At the beginning of Book III of his *Geometry,* Descartes explained (Smith 152, 155):

We should always choose with care the simplest curve that can be used in the solution of a problem, but it should be noted that the simplest means not merely the one most easily described, nor the one that leads to the easiest demonstration or construction of the problem, but rather the one of the simplest class that can be used to determine the required quantity.

With this consideration, he showed in Book I that quadratic equations could be solved using just a circle and a horizontal line.

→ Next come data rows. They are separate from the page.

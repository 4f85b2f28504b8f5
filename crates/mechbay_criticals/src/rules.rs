//! # Component Placement Rules
//!
//! Pure functions mapping an (engine, gyro) pair to the critical slots those
//! components claim. Nothing here holds state; the same inputs always
//! produce the same layout.
//!
//! ## Layout
//!
//! ```text
//! Center Torso   0  1  2 | 3  4  5  6 (7  8) | ...
//!                engine  | gyro              | XL engine tail (3 slots)
//! Side torsos    0  1  2   XL only (Light: 0 1)
//! ```

use mechbay_shared::{
    layout, EngineType, GyroType, Location, SystemComponentKind, CENTER_TORSO_SLOTS,
};
use serde::{Deserialize, Serialize};
use std::collections::BTreeMap;
use std::fmt;

/// Center-torso slots every engine claims.
const ENGINE_BASE_SLOTS: [usize; 3] = [0, 1, 2];

/// Number of extra center-torso slots an XL engine claims after the gyro.
const XL_ENGINE_TAIL: usize = 3;

/// Above this many newly reserved slots a change counts as high impact.
const MEDIUM_IMPACT_LIMIT: usize = 6;

// =============================================================================
// VALIDATION RESULT
// =============================================================================

/// Errors and warnings from a validation pass.
#[derive(Clone, Debug, Default, PartialEq, Eq, Serialize, Deserialize)]
pub struct ValidationResult {
    /// Blocking problems.
    pub errors: Vec<String>,
    /// Non-blocking notes.
    pub warnings: Vec<String>,
}

impl ValidationResult {
    /// Returns true if there are no errors.
    #[inline]
    #[must_use]
    pub fn is_valid(&self) -> bool {
        self.errors.is_empty()
    }

    /// Appends another result.
    pub fn merge(&mut self, other: Self) {
        self.errors.extend(other.errors);
        self.warnings.extend(other.warnings);
    }
}

// =============================================================================
// SLOT TABLES
// =============================================================================

/// Center-torso slots claimed by `gyro`.
#[must_use]
pub fn gyro_slots(gyro: GyroType) -> Vec<usize> {
    match gyro {
        GyroType::Standard | GyroType::HeavyDuty => (3..=6).collect(),
        GyroType::Xl => (3..=8).collect(),
        GyroType::Compact => vec![3, 4],
    }
}

/// Slots claimed by `engine`, per location. Locations it does not touch are
/// absent.
#[must_use]
pub fn engine_slots(engine: EngineType, gyro: GyroType) -> BTreeMap<Location, Vec<usize>> {
    let mut slots = BTreeMap::new();
    let mut center = ENGINE_BASE_SLOTS.to_vec();

    match engine {
        EngineType::Xl => {
            let gyro_end = gyro_slots(gyro).last().copied().unwrap_or(2);
            center.extend(gyro_end + 1..=gyro_end + XL_ENGINE_TAIL);
            slots.insert(Location::LeftTorso, vec![0, 1, 2]);
            slots.insert(Location::RightTorso, vec![0, 1, 2]);
        }
        EngineType::Light => {
            slots.insert(Location::LeftTorso, vec![0, 1]);
            slots.insert(Location::RightTorso, vec![0, 1]);
        }
        EngineType::Standard | EngineType::Xxl | EngineType::Compact => {}
    }

    slots.insert(Location::CenterTorso, center);
    slots
}

/// The complete engine and gyro layout for one configuration.
#[derive(Clone, Debug, PartialEq, Eq)]
pub struct SystemLayout {
    engine: BTreeMap<Location, Vec<usize>>,
    gyro: Vec<usize>,
}

impl SystemLayout {
    /// Computes the layout for `engine` and `gyro`.
    #[must_use]
    pub fn new(engine: EngineType, gyro: GyroType) -> Self {
        Self {
            engine: engine_slots(engine, gyro),
            gyro: gyro_slots(gyro),
        }
    }

    /// Engine slots in `location`.
    #[must_use]
    pub fn engine_slots(&self, location: Location) -> &[usize] {
        self.engine
            .get(&location)
            .map(Vec::as_slice)
            .unwrap_or_default()
    }

    /// Gyro slots (center torso only).
    #[must_use]
    pub fn gyro_slots(&self) -> &[usize] {
        &self.gyro
    }

    /// Engine and gyro slots in `location`, sorted, possibly with repeats if
    /// the two overlap.
    #[must_use]
    pub fn reserved(&self, location: Location) -> Vec<usize> {
        let mut slots = self.engine_slots(location).to_vec();
        if location == Location::CenterTorso {
            slots.extend_from_slice(&self.gyro);
        }
        slots.sort_unstable();
        slots
    }

    /// `(location, kind, slots)` for every non-empty reservation, engine
    /// before gyro.
    #[must_use]
    pub fn reservations(&self) -> Vec<(Location, SystemComponentKind, &[usize])> {
        let mut out: Vec<_> = self
            .engine
            .iter()
            .filter(|(_, slots)| !slots.is_empty())
            .map(|(&location, slots)| (location, SystemComponentKind::Engine, slots.as_slice()))
            .collect();
        out.push((Location::CenterTorso, SystemComponentKind::Gyro, self.gyro.as_slice()));
        out
    }
}

// =============================================================================
// VALIDATION
// =============================================================================

/// Checks that `engine` and `gyro` fit the center torso without overlap.
#[must_use]
pub fn validate_combination(engine: EngineType, gyro: GyroType) -> ValidationResult {
    let mut result = ValidationResult::default();
    let center = SystemLayout::new(engine, gyro).reserved(Location::CenterTorso);

    if let Some(&max) = center.last() {
        if max >= CENTER_TORSO_SLOTS {
            result.errors.push(format!(
                "{engine} engine with {gyro} gyro requires slot {}, but Center Torso only has {CENTER_TORSO_SLOTS} slots",
                max + 1
            ));
        }
    }

    if engine == EngineType::Xxl && gyro == GyroType::Xl {
        result
            .warnings
            .push("XXL Engine with XL Gyro combination may be unstable".to_string());
    }

    if center.windows(2).any(|pair| pair[0] == pair[1]) {
        result
            .errors
            .push("System component slot overlap detected".to_string());
    }

    result
}

// =============================================================================
// CAPACITY
// =============================================================================

/// Per location, the indices neither fixed nor claimed by engine or gyro.
#[must_use]
pub fn available_equipment_slots(engine: EngineType, gyro: GyroType) -> BTreeMap<Location, Vec<usize>> {
    let system = SystemLayout::new(engine, gyro);
    Location::ALL
        .into_iter()
        .map(|location| {
            let table = layout(location);
            let reserved = system.reserved(location);
            let free = (0..table.total_slots)
                .filter(|index| {
                    !reserved.contains(index)
                        && !table.fixed.iter().any(|fixed| fixed.slot_index == *index)
                })
                .collect();
            (location, free)
        })
        .collect()
}

/// Per location, the longest run of free indices.
#[must_use]
pub fn max_contiguous_equipment_run(engine: EngineType, gyro: GyroType) -> BTreeMap<Location, usize> {
    available_equipment_slots(engine, gyro)
        .into_iter()
        .map(|(location, free)| (location, longest_run(&free)))
        .collect()
}

/// Returns true if `required_slots` could fit somewhere in `location` on an
/// otherwise empty unit with this configuration.
#[must_use]
pub fn can_equipment_fit(
    required_slots: usize,
    location: Location,
    engine: EngineType,
    gyro: GyroType,
) -> bool {
    max_contiguous_equipment_run(engine, gyro)
        .get(&location)
        .is_some_and(|&run| run >= required_slots)
}

/// Longest run of consecutive values in an ascending list.
fn longest_run(sorted: &[usize]) -> usize {
    if sorted.is_empty() {
        return 0;
    }
    let mut best = 1;
    let mut current = 1;
    for pair in sorted.windows(2) {
        if pair[1] == pair[0] + 1 {
            current += 1;
            best = best.max(current);
        } else {
            current = 1;
        }
    }
    best
}

// =============================================================================
// DISPLACEMENT IMPACT
// =============================================================================

/// Coarse size of a configuration change.
#[derive(Clone, Copy, Debug, PartialEq, Eq, PartialOrd, Ord, Hash, Serialize, Deserialize)]
#[serde(rename_all = "snake_case")]
pub enum DisplacementSeverity {
    /// No slot becomes reserved. Also read from `low` when deserializing.
    #[serde(alias = "low")]
    None,
    /// Up to six slots become reserved.
    Medium,
    /// More than six.
    High,
}

impl fmt::Display for DisplacementSeverity {
    fn fmt(&self, f: &mut fmt::Formatter<'_>) -> fmt::Result {
        f.write_str(match self {
            Self::None => "none",
            Self::Medium => "medium",
            Self::High => "high",
        })
    }
}

/// Slots that move from free to reserved under a configuration change.
#[derive(Clone, Debug, PartialEq, Eq)]
pub struct DisplacementImpact {
    /// Newly reserved indices per affected location.
    pub newly_reserved: BTreeMap<Location, Vec<usize>>,
    /// Severity bucket.
    pub severity: DisplacementSeverity,
}

impl DisplacementImpact {
    /// Locations with at least one newly reserved slot.
    #[must_use]
    pub fn affected_locations(&self) -> Vec<Location> {
        self.newly_reserved.keys().copied().collect()
    }

    /// Total newly reserved slots.
    #[must_use]
    pub fn total_slots(&self) -> usize {
        self.newly_reserved.values().map(Vec::len).sum()
    }
}

/// Computes which slots become reserved going from the old to the new
/// configuration. Informational only.
#[must_use]
pub fn displacement_impact(
    old_engine: EngineType,
    old_gyro: GyroType,
    new_engine: EngineType,
    new_gyro: GyroType,
) -> DisplacementImpact {
    let old = SystemLayout::new(old_engine, old_gyro);
    let new = SystemLayout::new(new_engine, new_gyro);

    let mut newly_reserved = BTreeMap::new();
    for location in Location::ALL {
        let before = old.reserved(location);
        let mut added: Vec<usize> = new
            .reserved(location)
            .into_iter()
            .filter(|index| !before.contains(index))
            .collect();
        added.dedup();
        if !added.is_empty() {
            newly_reserved.insert(location, added);
        }
    }

    let total: usize = newly_reserved.values().map(Vec::len).sum();
    let severity = match total {
        0 => DisplacementSeverity::None,
        n if n <= MEDIUM_IMPACT_LIMIT => DisplacementSeverity::Medium,
        _ => DisplacementSeverity::High,
    };

    DisplacementImpact {
        newly_reserved,
        severity,
    }
}

// =============================================================================
// DESCRIPTIONS
// =============================================================================

fn one_based(slots: &[usize]) -> String {
    slots
        .iter()
        .map(|slot| (slot + 1).to_string())
        .collect::<Vec<_>>()
        .join(", ")
}

/// Multi-line, 1-based description of where engine and gyro sit.
#[must_use]
pub fn describe_system(engine: EngineType, gyro: GyroType) -> String {
    let system = SystemLayout::new(engine, gyro);
    let center = system.engine_slots(Location::CenterTorso);

    let mut lines = Vec::new();
    if center.len() > ENGINE_BASE_SLOTS.len() {
        lines.push(format!("{engine} Engine: CT slots {}", one_based(center)));
    } else {
        lines.push(format!("{engine} Engine: CT slots 1-3"));
    }
    for side in [Location::LeftTorso, Location::RightTorso] {
        let slots = system.engine_slots(side);
        if !slots.is_empty() {
            lines.push(format!("  + {} slots {}", side.abbreviation(), one_based(slots)));
        }
    }
    lines.push(format!(
        "{gyro} Gyro: CT slots {}",
        one_based(system.gyro_slots())
    ));

    lines.join("\n")
}

/// Describes an engine/gyro change followed by the new layout.
#[must_use]
pub fn describe_change(
    old_engine: EngineType,
    old_gyro: GyroType,
    new_engine: EngineType,
    new_gyro: GyroType,
) -> String {
    let mut changes = Vec::new();
    if old_engine != new_engine {
        changes.push(format!("Engine: {old_engine} → {new_engine}"));
    }
    if old_gyro != new_gyro {
        changes.push(format!("Gyro: {old_gyro} → {new_gyro}"));
    }
    if changes.is_empty() {
        return "No system component changes".to_string();
    }

    format!(
        "{}\n\nNew Configuration:\n{}",
        changes.join("\n"),
        describe_system(new_engine, new_gyro)
    )
}
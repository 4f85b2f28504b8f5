//! # Reconstruction Options
//!
//! How displaced equipment is treated when engine or gyro changes. Loaded
//! from TOML alongside the rest of the host configuration.

use serde::{Deserialize, Serialize};

use crate::error::{CriticalsError, CriticalsResult};

/// What happens to equipment on a configuration change.
#[derive(Clone, Copy, Debug, Default, PartialEq, Eq, Hash, Serialize, Deserialize)]
#[serde(rename_all = "snake_case")]
pub enum MigrationMode {
    /// Re-place every item by priority, looking for a new home for anything
    /// that no longer fits where it was.
    #[default]
    Migrate,
    /// Keep items that do not clash with the new reservations where they
    /// are; pool the rest.
    DisplaceConflicts,
}

/// Options for the reconstructor.
#[derive(Clone, Copy, Debug, PartialEq, Eq, Hash, Serialize, Deserialize)]
#[serde(default)]
pub struct ReconstructionOptions {
    /// Migration strategy.
    pub mode: MigrationMode,
    /// Try each item's previous location before any other.
    pub preserve_location: bool,
}

impl Default for ReconstructionOptions {
    fn default() -> Self {
        Self {
            mode: MigrationMode::Migrate,
            preserve_location: true,
        }
    }
}

impl ReconstructionOptions {
    /// Conflict-only displacement.
    #[must_use]
    pub const fn displace_conflicts() -> Self {
        Self {
            mode: MigrationMode::DisplaceConflicts,
            preserve_location: true,
        }
    }

    /// Sets location preservation.
    #[must_use]
    pub const fn with_preserve_location(mut self, preserve: bool) -> Self {
        self.preserve_location = preserve;
        self
    }

    /// Parses options from a TOML document. Missing keys take defaults.
    ///
    /// # Errors
    ///
    /// Returns `CriticalsError::InvalidConfig` if the document does not parse.
    pub fn from_toml_str(source: &str) -> CriticalsResult<Self> {
        toml::from_str(source)
            .map_err(|e| CriticalsError::InvalidConfig(format!("reconstruction options: {e}")))
    }
}

#[cfg(test)]
mod tests {
    use super::*;

    #[test]
    fn test_defaults() {
        let options = ReconstructionOptions::default();
        assert_eq!(options.mode, MigrationMode::Migrate);
        assert!(options.preserve_location);
        assert_eq!(ReconstructionOptions::from_toml_str("").unwrap(), options);
    }

    #[test]
    fn test_parse() {
        let options = ReconstructionOptions::from_toml_str(
            r#"
            mode = "displace_conflicts"
            preserve_location = false
            "#,
        )
        .unwrap();
        assert_eq!(options.mode, MigrationMode::DisplaceConflicts);
        assert!(!options.preserve_location);
    }

    #[test]
    fn test_parse_rejects_unknown_mode() {
        let err = ReconstructionOptions::from_toml_str("mode = \"teleport\"").unwrap_err();
        assert!(matches!(err, CriticalsError::InvalidConfig(_)));
    }
}
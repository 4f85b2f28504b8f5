//! Property tests: random operation sequences never lose equipment and
//! never leave a unit inconsistent.

use mechbay_criticals::{ReconstructionOptions, Reconstructor, UnitManager};
use mechbay_shared::{
    EngineType, EquipmentCategory, EquipmentDefinition, GyroType, Location, UnitConfiguration,
};
use proptest::prelude::*;

const CATEGORIES: [EquipmentCategory; 4] = [
    EquipmentCategory::Weapon,
    EquipmentCategory::Equipment,
    EquipmentCategory::HeatSink,
    EquipmentCategory::Ammo,
];

fn definition(slots: u8, category: u8) -> EquipmentDefinition {
    let slots = usize::from(slots % 7) + 1;
    let category = CATEGORIES[usize::from(category) % CATEGORIES.len()];
    EquipmentDefinition::new(format!("item_{slots}"), format!("Item {slots}"), slots, category)
        .unwrap()
}

fn location(raw: u8) -> Location {
    Location::ALL[usize::from(raw) % Location::ALL.len()]
}

/// Picks the n-th equipment id on the unit, if any.
fn pick(unit: &UnitManager, raw: u8) -> Option<mechbay_criticals::GroupId> {
    let all = unit.all_equipment();
    if all.is_empty() {
        return None;
    }
    Some(all[usize::from(raw) % all.len()].group_id())
}

proptest! {
    #[test]
    fn operations_conserve_equipment(
        ops in proptest::collection::vec((0u8..8, any::<u8>(), any::<u8>(), 0u8..12), 1..60),
    ) {
        let mut unit = UnitManager::new(UnitConfiguration::default()).unwrap();
        let mut expected = 0usize;

        for (op, a, b, c) in ops {
            match op {
                0 => {
                    let start = if c % 2 == 0 { None } else { Some(usize::from(c)) };
                    if unit.place(&definition(a, b), location(b), start).is_ok() {
                        expected += 1;
                    }
                }
                1 => {
                    unit.add_definition_to_pool(definition(a, b));
                    expected += 1;
                }
                2 => {
                    if let Some(id) = pick(&unit, a) {
                        let _ = unit.displace(id);
                    }
                }
                3 => {
                    if let Some(id) = pick(&unit, a) {
                        let _ = unit.allocate_from_pool(id, location(b), usize::from(c));
                    }
                }
                4 => {
                    if let Some(id) = pick(&unit, a) {
                        let _ = unit.relocate(id, location(b), usize::from(c));
                    }
                }
                5 => {
                    if let Some(id) = pick(&unit, a) {
                        if unit.delete(id).is_ok() {
                            expected -= 1;
                        }
                    }
                }
                _ => {
                    let configuration = UnitConfiguration::default()
                        .with_engine(EngineType::ALL[usize::from(a) % EngineType::ALL.len()])
                        .with_gyro(GyroType::ALL[usize::from(b) % GyroType::ALL.len()]);
                    let options = if c % 2 == 0 {
                        ReconstructionOptions::default()
                    } else {
                        ReconstructionOptions::displace_conflicts()
                    };
                    let rebuilt = Reconstructor::new(options).reconstruct(&unit, configuration).unwrap();
                    prop_assert_eq!(rebuilt.report.summary.total, expected);
                    unit = rebuilt.unit;
                }
            }

            prop_assert_eq!(unit.summary().total_equipment(), expected);
            let validation = unit.validate();
            prop_assert!(validation.is_valid(), "{:?}", validation.errors);
        }
    }

    #[test]
    fn reservations_never_hold_equipment(
        engine in 0usize..5,
        gyro in 0usize..4,
        sizes in proptest::collection::vec(1usize..8, 0..30),
    ) {
        let configuration = UnitConfiguration::default()
            .with_engine(EngineType::ALL[engine])
            .with_gyro(GyroType::ALL[gyro]);
        let mut unit = UnitManager::new(configuration).unwrap();
        let filler = EquipmentDefinition::new("filler", "Filler", 1, EquipmentCategory::Equipment).unwrap();

        for (n, size) in sizes.into_iter().enumerate() {
            let item = EquipmentDefinition::new("x", "X", size, EquipmentCategory::Weapon).unwrap();
            let _ = unit.place(&item, location(u8::try_from(n % 8).unwrap()), None);
            let _ = unit.place(&filler, Location::CenterTorso, None);
        }

        for section in unit.all_sections() {
            for slot in section.all_slots() {
                prop_assert!(!(slot.is_system() && slot.has_equipment()));
            }
        }
        prop_assert!(unit.validate().is_valid());
    }
}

For quadratic equations of the form \(x^{2}-px+q=0,\) with \(q\ge0,\) Descartes intersected the circle \(\left(x-\frac{p}{2}\right)^{2}+y^{2}=\left(\frac{p}{2}\right)^{2}\) with the horizontal line \(y=\sqrt{q}\). For example, intersecting \((x-3)^{2}+y^{2}=3^{2}\) with \(y=\sqrt{8}\) shows that \(x^{2}-6x+8=0\) has roots at \(x=2\) and \(x=4.\) Notice that if you substitute \(\sqrt{8}\) for \(y\) in the circle equation, the equation becomes \((x-3)^{2}+8=3^{2},\) which then reduces to \(x^{2}-6x+8=0.\)

**Figure 4.** Constructing solutions to quadratic equations.* Instructions:* Move the sliders to change \(p\) and \(q\) and thus to find the solutions to the quadratic equation \(x^{2}-px+q=0.\) If the equation has a double root, the circle will be tangent to the horizontal line; if the equation has imaginary roots, the circle will not intersect the horizontal line at all.

Descartes actually considered three cases of quadratic equations in his 'Geometry': \(x^2 = ax + b^2,\) \(x^2 = -ax + b^2,\) and \(x^2 = ax - b^2\) (Smith 13-15), writing the constant term as \(b^2\) to preserve dimensionality. He assumed implicitly that \(a>0\) and \(b^2>0,\) and considered only positive roots. I have considered only his third case quadratic in the form \(x^2 - ax + b^2 = 0,\) or \(x^{2}-px+q=0,\) with just the restriction that \(q\ge0.\) Descartes handled the possibility of imaginary roots here as follows (Smith 17):

And if the circle ... neither cuts nor touches the line ..., the equation has no root, so that we may say that the construction of the problem is impossible.